=== Work order ===
Provide again, from the entries below, every line from the one containing "repository 6964596705f3d883" through the one containing "the caller needs.", exactly as written, and no other line.

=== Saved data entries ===
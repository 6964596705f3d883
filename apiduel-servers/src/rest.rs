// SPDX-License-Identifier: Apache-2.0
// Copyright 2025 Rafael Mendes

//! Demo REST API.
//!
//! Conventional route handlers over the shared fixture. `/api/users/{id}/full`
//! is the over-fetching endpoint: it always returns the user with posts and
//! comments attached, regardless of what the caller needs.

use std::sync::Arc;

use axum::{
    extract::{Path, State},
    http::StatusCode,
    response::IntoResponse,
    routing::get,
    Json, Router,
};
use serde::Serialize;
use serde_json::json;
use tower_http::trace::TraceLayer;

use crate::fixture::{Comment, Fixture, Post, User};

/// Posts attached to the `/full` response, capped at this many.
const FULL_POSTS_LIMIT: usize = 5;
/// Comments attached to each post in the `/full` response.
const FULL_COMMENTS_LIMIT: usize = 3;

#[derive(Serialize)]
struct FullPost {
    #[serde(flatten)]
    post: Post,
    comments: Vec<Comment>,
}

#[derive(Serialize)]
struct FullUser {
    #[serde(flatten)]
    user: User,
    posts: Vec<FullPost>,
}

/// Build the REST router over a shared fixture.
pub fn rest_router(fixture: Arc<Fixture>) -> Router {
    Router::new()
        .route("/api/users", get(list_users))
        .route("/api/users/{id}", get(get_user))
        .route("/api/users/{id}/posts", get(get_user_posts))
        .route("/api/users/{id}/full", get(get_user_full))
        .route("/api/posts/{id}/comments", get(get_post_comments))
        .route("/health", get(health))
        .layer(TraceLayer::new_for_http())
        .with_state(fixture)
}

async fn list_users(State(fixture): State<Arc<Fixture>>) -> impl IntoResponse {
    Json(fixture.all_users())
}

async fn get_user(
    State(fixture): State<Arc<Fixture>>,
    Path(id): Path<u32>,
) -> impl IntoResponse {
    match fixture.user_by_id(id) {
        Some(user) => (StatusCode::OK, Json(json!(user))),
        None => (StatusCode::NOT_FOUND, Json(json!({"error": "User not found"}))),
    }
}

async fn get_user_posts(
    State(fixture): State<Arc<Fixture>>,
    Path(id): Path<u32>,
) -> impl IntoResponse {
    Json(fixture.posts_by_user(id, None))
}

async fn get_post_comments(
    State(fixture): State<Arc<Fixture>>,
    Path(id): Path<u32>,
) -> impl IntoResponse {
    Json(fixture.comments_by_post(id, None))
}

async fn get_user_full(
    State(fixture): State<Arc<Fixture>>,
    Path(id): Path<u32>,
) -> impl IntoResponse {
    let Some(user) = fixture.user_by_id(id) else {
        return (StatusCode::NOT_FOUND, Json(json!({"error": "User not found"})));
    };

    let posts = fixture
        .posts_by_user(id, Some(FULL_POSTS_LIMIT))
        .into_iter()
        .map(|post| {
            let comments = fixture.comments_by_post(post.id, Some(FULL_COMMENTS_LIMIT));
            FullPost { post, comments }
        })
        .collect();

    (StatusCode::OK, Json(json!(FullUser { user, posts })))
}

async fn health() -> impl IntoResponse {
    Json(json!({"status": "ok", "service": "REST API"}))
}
...
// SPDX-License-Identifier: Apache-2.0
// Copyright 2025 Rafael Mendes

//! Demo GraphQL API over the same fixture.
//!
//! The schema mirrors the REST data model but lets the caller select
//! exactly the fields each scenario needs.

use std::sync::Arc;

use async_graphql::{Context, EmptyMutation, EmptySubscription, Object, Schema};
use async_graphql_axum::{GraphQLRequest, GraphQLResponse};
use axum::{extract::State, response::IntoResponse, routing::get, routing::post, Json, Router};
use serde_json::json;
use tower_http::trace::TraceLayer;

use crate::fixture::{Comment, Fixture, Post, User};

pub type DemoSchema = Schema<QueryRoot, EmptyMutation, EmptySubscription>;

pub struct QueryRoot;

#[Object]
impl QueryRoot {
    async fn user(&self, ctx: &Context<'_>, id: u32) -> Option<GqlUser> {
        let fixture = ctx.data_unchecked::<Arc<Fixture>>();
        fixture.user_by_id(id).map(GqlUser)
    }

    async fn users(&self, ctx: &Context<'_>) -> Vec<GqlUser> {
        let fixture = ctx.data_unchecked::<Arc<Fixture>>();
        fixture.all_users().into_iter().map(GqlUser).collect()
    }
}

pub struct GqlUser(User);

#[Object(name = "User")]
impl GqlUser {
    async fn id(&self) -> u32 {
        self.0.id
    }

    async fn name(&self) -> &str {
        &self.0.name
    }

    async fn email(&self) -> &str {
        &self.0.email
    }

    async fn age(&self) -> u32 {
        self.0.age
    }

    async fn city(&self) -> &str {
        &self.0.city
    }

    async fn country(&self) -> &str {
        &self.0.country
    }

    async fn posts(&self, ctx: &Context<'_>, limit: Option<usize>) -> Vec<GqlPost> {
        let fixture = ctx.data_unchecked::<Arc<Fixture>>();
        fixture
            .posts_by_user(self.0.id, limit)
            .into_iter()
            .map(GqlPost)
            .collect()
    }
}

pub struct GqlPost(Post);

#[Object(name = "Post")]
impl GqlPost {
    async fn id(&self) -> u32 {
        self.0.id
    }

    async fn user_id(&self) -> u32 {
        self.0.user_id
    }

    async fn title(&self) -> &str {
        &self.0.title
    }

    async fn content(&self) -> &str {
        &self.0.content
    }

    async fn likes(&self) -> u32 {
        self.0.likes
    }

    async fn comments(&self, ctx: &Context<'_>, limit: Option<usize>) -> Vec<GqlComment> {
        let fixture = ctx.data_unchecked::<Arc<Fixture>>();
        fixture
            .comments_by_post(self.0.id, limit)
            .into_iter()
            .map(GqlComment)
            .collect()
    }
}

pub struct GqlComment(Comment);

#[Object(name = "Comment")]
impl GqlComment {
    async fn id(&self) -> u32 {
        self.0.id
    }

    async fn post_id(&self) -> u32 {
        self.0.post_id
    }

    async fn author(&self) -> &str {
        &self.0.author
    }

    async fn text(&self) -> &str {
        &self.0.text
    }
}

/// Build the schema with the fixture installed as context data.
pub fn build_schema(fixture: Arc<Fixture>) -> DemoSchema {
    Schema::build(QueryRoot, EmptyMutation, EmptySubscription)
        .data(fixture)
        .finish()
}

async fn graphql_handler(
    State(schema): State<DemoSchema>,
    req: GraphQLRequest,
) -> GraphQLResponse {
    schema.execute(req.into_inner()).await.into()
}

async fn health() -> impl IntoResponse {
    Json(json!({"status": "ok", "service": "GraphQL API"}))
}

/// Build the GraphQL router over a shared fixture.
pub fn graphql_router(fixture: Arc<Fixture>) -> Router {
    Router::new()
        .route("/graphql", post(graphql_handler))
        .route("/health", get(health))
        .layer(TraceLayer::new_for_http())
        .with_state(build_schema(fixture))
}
---
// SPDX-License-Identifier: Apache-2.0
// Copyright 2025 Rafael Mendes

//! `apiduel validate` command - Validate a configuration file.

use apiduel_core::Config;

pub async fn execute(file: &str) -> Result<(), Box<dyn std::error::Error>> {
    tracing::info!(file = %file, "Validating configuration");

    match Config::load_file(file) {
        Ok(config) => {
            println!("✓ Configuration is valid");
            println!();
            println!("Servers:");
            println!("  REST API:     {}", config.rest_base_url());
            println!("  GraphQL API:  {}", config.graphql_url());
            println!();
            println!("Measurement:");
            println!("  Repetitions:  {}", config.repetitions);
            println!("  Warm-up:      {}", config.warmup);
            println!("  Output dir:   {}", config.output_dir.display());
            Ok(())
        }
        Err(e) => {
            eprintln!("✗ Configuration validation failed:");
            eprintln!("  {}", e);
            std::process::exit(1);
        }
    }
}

=== Completed task ===
repository 6964596705f3d883
filename apiduel-servers/src/rest.rs
// SPDX-License-Identifier: Apache-2.0
// Copyright 2025 Rafael Mendes

//! Demo REST API.
//!
//! Conventional route handlers over the shared fixture. `/api/users/{id}/full`
//! is the over-fetching endpoint: it always returns the user with posts and
//! comments attached, regardless of what the caller needs.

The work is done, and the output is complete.